[Records drawn from a dataset]

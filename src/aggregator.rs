//! Per-cycle reduction of classified processes into software group totals.

use std::collections::HashMap;
use tracing::debug;

use crate::collectors::{CpuSample, ProcessRecord};
use crate::process::Matcher;

/// Aggregated metrics for one software group in one cycle.
#[derive(Debug, Clone, Default, PartialEq)]
pub struct GroupTotals {
    pub display_name: String,
    pub process_count: u64,
    pub cpu_percent: f64,
    pub memory_bytes: u64,
}

/// Sums count, CPU and memory per matched group.
///
/// Unmatched records are ignored. Cumulative CPU times contribute nothing;
/// only instantaneous percentages are added.
pub fn aggregate(records: &[ProcessRecord], matcher: &Matcher) -> HashMap<String, GroupTotals> {
    let mut groups: HashMap<String, GroupTotals> = HashMap::new();
    let mut unmatched = 0usize;

    for record in records {
        let Some(group) = matcher.classify_record(record) else {
            unmatched += 1;
            continue;
        };

        let totals = groups.entry(group.key).or_insert_with(|| GroupTotals {
            display_name: group.display_name,
            ..GroupTotals::default()
        });
        totals.process_count += 1;
        totals.memory_bytes = totals.memory_bytes.saturating_add(record.memory_bytes);
        if let CpuSample::Percent(pct) = record.cpu {
            totals.cpu_percent += pct;
        }
    }

    debug!(
        "Aggregated {} records into {} groups ({} unmatched)",
        records.len(),
        groups.len(),
        unmatched
    );
    groups
}
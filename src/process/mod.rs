//! Process-related modules for /proc scanning, CPU accounting and classification.
//!
//! This module provides:
//! - `scanner`: Process discovery and per-process reads from /proc
//! - `cpu`: CPU time parsing and delta-based percent calculation
//! - `classifier`: Software group classification (`Matcher`)

pub mod classifier;
pub mod cpu;
pub mod scanner;

// Re-export commonly used types
pub use classifier::{
    default_targets, load_name_groups_from_file, parse_targets, GroupMatch, Matcher, NameGroup,
    BUILTIN_NAME_GROUPS,
};
pub use cpu::{cpu_percent_for_pid, retain_pids, CpuCache, CLK_TCK};
pub use scanner::{collect_proc_entries, read_exe_path, read_process_name, read_rss_bytes};
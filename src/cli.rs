//! CLI arguments and subcommands for herakles-software-monitor.
//!
//! This module defines the command-line interface structure using the clap library,
//! including all flags, options, and subcommands. Every collection setting can also
//! be supplied through the environment variables of the container deployment.

use clap::builder::BoolishValueParser;
use clap::{Parser, Subcommand, ValueEnum};
use std::net::IpAddr;
use std::path::PathBuf;

use crate::collectors::Mode;

/// Log level options for CLI parsing
#[derive(Debug, Clone, ValueEnum)]
pub enum LogLevel {
    Off,
    Error,
    Warn,
    Info,
    Debug,
    Trace,
}

/// Configuration format options for output
#[derive(Debug, Clone, ValueEnum)]
pub enum ConfigFormat {
    Yaml,
    Json,
    Toml,
}

/// Main CLI arguments structure
#[derive(Parser, Debug)]
#[command(
    name = "herakles-software-monitor",
    about = "Per-software process monitor for local or remote Windows hosts",
    long_about = "Per-software process monitor for local or remote Windows hosts.\n\n\
                  Classifies running processes into software groups (by install directory \
                  or process name), samples their process count, CPU and memory on a fixed \
                  interval, keeps a bounded persisted history and streams updates to a \
                  browser dashboard.",
    version,
    propagate_version = true
)]
pub struct Args {
    #[command(subcommand)]
    pub command: Option<Commands>,

    /// HTTP listen port
    #[arg(short = 'p', long)]
    pub port: Option<u16>,

    /// Bind to specific interface/IP
    #[arg(long)]
    pub bind: Option<IpAddr>,

    /// Log level
    #[arg(long, value_enum, default_value = "info")]
    pub log_level: LogLevel,

    /// Config file (YAML/JSON/TOML)
    #[arg(short = 'c', long)]
    pub config: Option<PathBuf>,

    /// Disable all config file loading
    #[arg(long)]
    pub no_config: bool,

    /// Print effective merged config and exit
    #[arg(long)]
    pub show_config: bool,

    /// Output format for --show-config
    #[arg(long, value_enum, default_value = "yaml")]
    pub config_format: ConfigFormat,

    /// Validate config and exit (return code 1 on error)
    #[arg(long)]
    pub check_config: bool,

    /// Process source
    #[arg(long, value_enum, env = "MONITOR_MODE", ignore_case = true)]
    pub mode: Option<Mode>,

    /// Seconds between samples (minimum 1)
    #[arg(long, env = "SAMPLE_INTERVAL_SECONDS")]
    pub interval: Option<u64>,

    /// Install directories to match, separated by ';'
    #[arg(long, env = "TARGET_DIRS")]
    pub targets: Option<String>,

    /// TOML file replacing the built-in process name groups
    #[arg(long, env = "GROUPS_FILE")]
    pub groups_file: Option<PathBuf>,

    /// History file
    #[arg(long, env = "PERSIST_PATH")]
    pub persist_path: Option<PathBuf>,

    /// Minimum seconds between history writes
    #[arg(long, env = "PERSIST_INTERVAL_SECONDS")]
    pub persist_interval: Option<u64>,

    /// Keep history in memory only
    #[arg(long)]
    pub no_persist: bool,

    /// Points retained per software group
    #[arg(long, env = "HISTORY_CAPACITY")]
    pub capacity: Option<usize>,

    /// WinRM host
    #[arg(long, env = "WINRM_HOST")]
    pub winrm_host: Option<String>,

    /// WinRM port
    #[arg(long, env = "WINRM_PORT")]
    pub winrm_port: Option<u16>,

    /// WinRM user name
    #[arg(long, env = "WINRM_USERNAME")]
    pub winrm_username: Option<String>,

    /// WinRM password
    #[arg(long, env = "WINRM_PASSWORD", hide_env_values = true)]
    pub winrm_password: Option<String>,

    /// Use HTTPS for WinRM
    #[arg(long, env = "WINRM_USE_SSL", value_parser = BoolishValueParser::new())]
    pub winrm_use_ssl: Option<bool>,

    /// Timeout of a single WinRM request in seconds
    #[arg(long, env = "WINRM_TIMEOUT_SECONDS")]
    pub winrm_timeout: Option<u64>,
}

/// Subcommands for additional functionality
#[derive(Subcommand, Debug)]
pub enum Commands {
    /// Generate configuration files
    Config {
        /// Output file path ("-" for stdout)
        #[arg(short = 'o', long)]
        output: Option<PathBuf>,

        /// Output format
        #[arg(long, value_enum, default_value = "yaml")]
        format: ConfigFormat,

        /// Include comments and examples
        #[arg(long)]
        commented: bool,
    },

    /// List software groups and install directory targets
    Groups {
        /// Show every keyword
        #[arg(long)]
        verbose: bool,

        /// Classify a process (name or executable path) and print the group
        #[arg(long)]
        classify: Option<String>,
    },
}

What the task requires:
Wherever the word "ProcessRecord" turns up in the records above, copy the line that holds it.

Written response:
use crate::collectors::{CpuSample, ProcessRecord};
pub fn aggregate(records: &[ProcessRecord], matcher: &Matcher) -> HashMap<String, GroupTotals> {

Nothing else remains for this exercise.